-- Opening Marker --
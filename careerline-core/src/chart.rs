//! Chart specs and the capability a chart backend has to provide.

use serde::{Deserialize, Serialize};

use crate::{wrap_label, ChartError, Era, TimelineConfig, YearRecord};

/// Colour set of a chart.
#[derive(Debug, Clone, Copy, Serialize, Deserialize, PartialEq, Eq, Hash)]
#[serde(rename_all = "snake_case")]
pub enum Palette {
    HeroSkill,
    HeroCareer,
    Past,
    Future,
}

/// Concrete colours behind a [`Palette`].
#[derive(Debug, Clone, Copy, PartialEq, Eq)]
pub struct PaletteColors {
    pub fill: &'static str,
    pub border: &'static str,
    /// Point label colour, `None` leaves the library default.
    pub text: Option<&'static str>,
    pub grid: &'static str,
}

impl Palette {
    pub fn for_era(era: Era) -> Self {
        match era {
            Era::Past => Palette::Past,
            Era::Future => Palette::Future,
        }
    }

    pub fn colors(self) -> PaletteColors {
        match self {
            Palette::HeroSkill => PaletteColors {
                fill: "rgba(42, 161, 152, 0.2)",
                border: "#2aa198",
                text: None,
                grid: "rgba(100,100,100,0.1)",
            },
            Palette::HeroCareer => PaletteColors {
                fill: "rgba(255, 99, 132, 0.5)",
                border: "rgba(255, 99, 132, 1)",
                text: None,
                grid: "rgba(0,0,0,0.1)",
            },
            Palette::Past => PaletteColors {
                fill: "rgba(181, 137, 0, 0.5)",
                border: "#b58900",
                text: Some("#000"),
                grid: "rgba(0,0,0,0.1)",
            },
            Palette::Future => PaletteColors {
                fill: "rgba(42, 161, 152, 0.5)",
                border: "#2aa198",
                text: Some("#fff"),
                grid: "rgba(255,255,255,0.1)",
            },
        }
    }
}

/// Data for a single-dataset radar chart.
#[derive(Debug, Clone, Serialize, PartialEq)]
pub struct RadarSpec {
    pub dataset_label: String,
    /// Axis labels; a `'\n'` marks a line break.
    pub labels: Vec<String>,
    pub values: Vec<f64>,
    pub palette: Palette,
}

impl RadarSpec {
    /// Hero radar of the record's skill scores.
    pub fn hero_skills(record: &YearRecord) -> Self {
        Self {
            dataset_label: "Current Skills".to_string(),
            labels: record.skills.labels(),
            values: record.skills.values(),
            palette: Palette::HeroSkill,
        }
    }

    /// Per-item radar of the top career matches with wrapped role names.
    pub fn item_matches(record: &YearRecord, era: Era, config: &TimelineConfig) -> Self {
        let top = top_matches(record, config.item_match_limit);
        Self {
            dataset_label: "Career Fit %".to_string(),
            labels: top
                .iter()
                .map(|m| wrap_label(&m.role, config.max_chars_per_line))
                .collect(),
            values: top.iter().map(|m| m.match_percentage).collect(),
            palette: Palette::for_era(era),
        }
    }
}

/// Data for a horizontal bar chart on a fixed 0..100 axis.
#[derive(Debug, Clone, Serialize, PartialEq)]
pub struct BarSpec {
    pub dataset_label: String,
    pub labels: Vec<String>,
    pub values: Vec<f64>,
    pub palette: Palette,
}

impl BarSpec {
    /// Hero bar chart of the record's strongest career matches.
    pub fn hero_matches(record: &YearRecord, limit: usize) -> Self {
        let top = top_matches(record, limit);
        Self {
            dataset_label: "Match Probability (%)".to_string(),
            labels: top.iter().map(|m| m.role.clone()).collect(),
            values: top.iter().map(|m| m.match_percentage).collect(),
            palette: Palette::HeroCareer,
        }
    }
}

fn top_matches(record: &YearRecord, limit: usize) -> &[crate::CareerMatch] {
    &record.matches[..record.matches.len().min(limit)]
}

/// Drawing capability of a chart library.
///
/// Each render binds one chart to `mount`. Callers render a mount at most
/// once per session; backends do not replace an existing chart.
pub trait ChartAdapter {
    type Handle;

    fn render_radar(&mut self, mount: &str, spec: &RadarSpec) -> Result<Self::Handle, ChartError>;

    fn render_bar(&mut self, mount: &str, spec: &BarSpec) -> Result<Self::Handle, ChartError>;

    /// Radar with multi-line point labels and a `%` tooltip.
    fn render_item_radar(
        &mut self,
        mount: &str,
        spec: &RadarSpec,
    ) -> Result<Self::Handle, ChartError>;

    fn destroy(&mut self, handle: Self::Handle);
}

/// The two summary charts drawn from the latest record.
#[derive(Debug)]
pub struct HeroCharts<H> {
    pub skills: Option<H>,
    pub careers: Option<H>,
}

/// Draws both hero charts. A chart that fails is logged and left out so the
/// other one still renders.
pub fn render_hero_charts<A: ChartAdapter>(
    adapter: &mut A,
    latest: &YearRecord,
    config: &TimelineConfig,
) -> HeroCharts<A::Handle> {
    let skills = adapter
        .render_radar(&config.hero_skill_mount, &RadarSpec::hero_skills(latest))
        .map_err(|err| log::warn!("hero skill chart skipped: {err}"))
        .ok();
    let careers = adapter
        .render_bar(
            &config.hero_career_mount,
            &BarSpec::hero_matches(latest, config.hero_match_limit),
        )
        .map_err(|err| log::warn!("hero career chart skipped: {err}"))
        .ok();
    HeroCharts { skills, careers }
}


#[cfg(test)]
mod tests {
    use super::testing::RecordingAdapter;
    use super::*;
    use crate::{CareerMatch, SkillMatrix};

    fn record_with_matches(count: usize) -> YearRecord {
        YearRecord {
            year: "2024".to_string(),
            title: "Staff role".to_string(),
            description: String::new(),
            images: Vec::new(),
            skills: [("Rust", 90.0), ("SQL", 70.0)].into_iter().collect(),
            matches: (0..count)
                .map(|i| CareerMatch {
                    role: format!("Senior Backend Engineer {i}"),
                    match_percentage: 90.0 - i as f64,
                })
                .collect(),
            ai_summary: "Strong year".to_string(),
        }
    }

    #[test]
    fn hero_bar_keeps_the_top_ten_matches() {
        let spec = BarSpec::hero_matches(&record_with_matches(14), 10);
        assert_eq!(spec.labels.len(), 10);
        assert_eq!(spec.values.first(), Some(&90.0));
        assert_eq!(spec.values.last(), Some(&81.0));
        assert_eq!(spec.palette, Palette::HeroCareer);
        assert_eq!(spec.dataset_label, "Match Probability (%)");
    }

    #[test]
    fn hero_radar_plots_skills_in_order() {
        let spec = RadarSpec::hero_skills(&record_with_matches(0));
        assert_eq!(spec.labels, vec!["Rust", "SQL"]);
        assert_eq!(spec.values, vec![90.0, 70.0]);
    }

    #[test]
    fn item_radar_wraps_top_five_roles_with_era_palette() {
        let config = TimelineConfig::default();
        let record = record_with_matches(8);

        let spec = RadarSpec::item_matches(&record, Era::Future, &config);
        assert_eq!(spec.labels.len(), 5);
        assert_eq!(spec.labels[0], "Senior Backend\nEngineer 0");
        assert_eq!(spec.palette, Palette::Future);
        assert_eq!(spec.palette.colors().text, Some("#fff"));

        let past = RadarSpec::item_matches(&record, Era::Past, &config);
        assert_eq!(past.palette.colors().border, "#b58900");
    }

    #[test]
    fn empty_interpretation_gives_empty_specs() {
        let mut record = record_with_matches(0);
        record.skills = SkillMatrix::new();
        assert!(RadarSpec::hero_skills(&record).labels.is_empty());
        assert!(BarSpec::hero_matches(&record, 10).values.is_empty());
    }

    #[test]
    fn hero_charts_survive_a_missing_mount() {
        let config = TimelineConfig::default();
        let mut adapter = RecordingAdapter::with_missing(&config.hero_skill_mount);

        let hero = render_hero_charts(&mut adapter, &record_with_matches(3), &config);
        assert!(hero.skills.is_none());
        assert!(hero.careers.is_some());
        assert_eq!(adapter.count("bar"), 1);
    }
}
-- Closing Marker --
### EXERCISE DIRECTIONS
Each record should be repeated in full, exactly as it is written.

### WRITTEN REPLY
filename careerline-core/src/chart.rs
//! Chart specs and the capability a chart backend has to provide.

use serde::{Deserialize, Serialize};

use crate::{wrap_label, ChartError, Era, TimelineConfig, YearRecord};

/// Colour set of a chart.
#[derive(Debug, Clone, Copy, Serialize, Deserialize, PartialEq, Eq, Hash)]
#[serde(rename_all = "snake_case")]
pub enum Palette {
    HeroSkill,
    HeroCareer,
    Past,
    Future,
}

/// Concrete colours behind a [`Palette`].
#[derive(Debug, Clone, Copy, PartialEq, Eq)]
pub struct PaletteColors {
    pub fill: &'static str,
    pub border: &'static str,
    /// Point label colour, `None` leaves the library default.
    pub text: Option<&'static str>,
    pub grid: &'static str,
}

impl Palette {
    pub fn for_era(era: Era) -> Self {
        match era {
            Era::Past => Palette::Past,
            Era::Future => Palette::Future,
        }
    }

    pub fn colors(self) -> PaletteColors {
        match self {
            Palette::HeroSkill => PaletteColors {
                fill: "rgba(42, 161, 152, 0.2)",
                border: "#2aa198",
                text: None,
                grid: "rgba(100,100,100,0.1)",
            },
            Palette::HeroCareer => PaletteColors {
                fill: "rgba(255, 99, 132, 0.5)",
                border: "rgba(255, 99, 132, 1)",
                text: None,
                grid: "rgba(0,0,0,0.1)",
            },
            Palette::Past => PaletteColors {
                fill: "rgba(181, 137, 0, 0.5)",
                border: "#b58900",
                text: Some("#000"),
                grid: "rgba(0,0,0,0.1)",
            },
            Palette::Future => PaletteColors {
                fill: "rgba(42, 161, 152, 0.5)",
                border: "#2aa198",
                text: Some("#fff"),
                grid: "rgba(255,255,255,0.1)",
            },
        }
    }
}

/// Data for a single-dataset radar chart.
#[derive(Debug, Clone, Serialize, PartialEq)]
pub struct RadarSpec {
    pub dataset_label: String,
    /// Axis labels; a `'\n'` marks a line break.
    pub labels: Vec<String>,
    pub values: Vec<f64>,
    pub palette: Palette,
}

impl RadarSpec {
    /// Hero radar of the record's skill scores.
    pub fn hero_skills(record: &YearRecord) -> Self {
        Self {
            dataset_label: "Current Skills".to_string(),
            labels: record.skills.labels(),
            values: record.skills.values(),
            palette: Palette::HeroSkill,
        }
    }

    /// Per-item radar of the top career matches with wrapped role names.
    pub fn item_matches(record: &YearRecord, era: Era, config: &TimelineConfig) -> Self {
        let top = top_matches(record, config.item_match_limit);
        Self {
            dataset_label: "Career Fit %".to_string(),
            labels: top
                .iter()
                .map(|m| wrap_label(&m.role, config.max_chars_per_line))
                .collect(),
            values: top.iter().map(|m| m.match_percentage).collect(),
            palette: Palette::for_era(era),
        }
    }
}

/// Data for a horizontal bar chart on a fixed 0..100 axis.
#[derive(Debug, Clone, Serialize, PartialEq)]
pub struct BarSpec {
    pub dataset_label: String,
    pub labels: Vec<String>,
    pub values: Vec<f64>,
    pub palette: Palette,
}

impl BarSpec {
    /// Hero bar chart of the record's strongest career matches.
    pub fn hero_matches(record: &YearRecord, limit: usize) -> Self {
        let top = top_matches(record, limit);
        Self {
            dataset_label: "Match Probability (%)".to_string(),
            labels: top.iter().map(|m| m.role.clone()).collect(),
            values: top.iter().map(|m| m.match_percentage).collect(),
            palette: Palette::HeroCareer,
        }
    }
}

fn top_matches(record: &YearRecord, limit: usize) -> &[crate::CareerMatch] {
    &record.matches[..record.matches.len().min(limit)]
}

/// Drawing capability of a chart library.
///
/// Each render binds one chart to `mount`. Callers render a mount at most
/// once per session; backends do not replace an existing chart.
pub trait ChartAdapter {
    type Handle;

    fn render_radar(&mut self, mount: &str, spec: &RadarSpec) -> Result<Self::Handle, ChartError>;

    fn render_bar(&mut self, mount: &str, spec: &BarSpec) -> Result<Self::Handle, ChartError>;

    /// Radar with multi-line point labels and a `%` tooltip.
    fn render_item_radar(
        &mut self,
        mount: &str,
        spec: &RadarSpec,
    ) -> Result<Self::Handle, ChartError>;

    fn destroy(&mut self, handle: Self::Handle);
}

/// The two summary charts drawn from the latest record.
#[derive(Debug)]
pub struct HeroCharts<H> {
    pub skills: Option<H>,
    pub careers: Option<H>,
}

/// Draws both hero charts. A chart that fails is logged and left out so the
/// other one still renders.
pub fn render_hero_charts<A: ChartAdapter>(
    adapter: &mut A,
    latest: &YearRecord,
    config: &TimelineConfig,
) -> HeroCharts<A::Handle> {
    let skills = adapter
        .render_radar(&config.hero_skill_mount, &RadarSpec::hero_skills(latest))
        .map_err(|err| log::warn!("hero skill chart skipped: {err}"))
        .ok();
    let careers = adapter
        .render_bar(
            &config.hero_career_mount,
            &BarSpec::hero_matches(latest, config.hero_match_limit),
        )
        .map_err(|err| log::warn!("hero career chart skipped: {err}"))
        .ok();
    HeroCharts { skills, careers }
}


#[cfg(test)]
mod tests {
    use super::testing::RecordingAdapter;
    use super::*;
    use crate::{CareerMatch, SkillMatrix};

    fn record_with_matches(count: usize) -> YearRecord {
        YearRecord {
            year: "2024".to_string(),
            title: "Staff role".to_string(),
            description: String::new(),
            images: Vec::new(),
            skills: [("Rust", 90.0), ("SQL", 70.0)].into_iter().collect(),
            matches: (0..count)
                .map(|i| CareerMatch {
                    role: format!("Senior Backend Engineer {i}"),
                    match_percentage: 90.0 - i as f64,
                })
                .collect(),
            ai_summary: "Strong year".to_string(),
        }
    }

    #[test]
    fn hero_bar_keeps_the_top_ten_matches() {
        let spec = BarSpec::hero_matches(&record_with_matches(14), 10);
        assert_eq!(spec.labels.len(), 10);
        assert_eq!(spec.values.first(), Some(&90.0));
        assert_eq!(spec.values.last(), Some(&81.0));
        assert_eq!(spec.palette, Palette::HeroCareer);
        assert_eq!(spec.dataset_label, "Match Probability (%)");
    }

    #[test]
    fn hero_radar_plots_skills_in_order() {
        let spec = RadarSpec::hero_skills(&record_with_matches(0));
        assert_eq!(spec.labels, vec!["Rust", "SQL"]);
        assert_eq!(spec.values, vec![90.0, 70.0]);
    }

    #[test]
    fn item_radar_wraps_top_five_roles_with_era_palette() {
        let config = TimelineConfig::default();
        let record = record_with_matches(8);

        let spec = RadarSpec::item_matches(&record, Era::Future, &config);
        assert_eq!(spec.labels.len(), 5);
        assert_eq!(spec.labels[0], "Senior Backend\nEngineer 0");
        assert_eq!(spec.palette, Palette::Future);
        assert_eq!(spec.palette.colors().text, Some("#fff"));

        let past = RadarSpec::item_matches(&record, Era::Past, &config);
        assert_eq!(past.palette.colors().border, "#b58900");
    }

    #[test]
    fn empty_interpretation_gives_empty_specs() {
        let mut record = record_with_matches(0);
        record.skills = SkillMatrix::new();
        assert!(RadarSpec::hero_skills(&record).labels.is_empty());
        assert!(BarSpec::hero_matches(&record, 10).values.is_empty());
    }

    #[test]
    fn hero_charts_survive_a_missing_mount() {
        let config = TimelineConfig::default();
        let mut adapter = RecordingAdapter::with_missing(&config.hero_skill_mount);

        let hero = render_hero_charts(&mut adapter, &record_with_matches(3), &config);
        assert!(hero.skills.is_none());
        assert!(hero.careers.is_some());
        assert_eq!(adapter.count("bar"), 1);
    }
}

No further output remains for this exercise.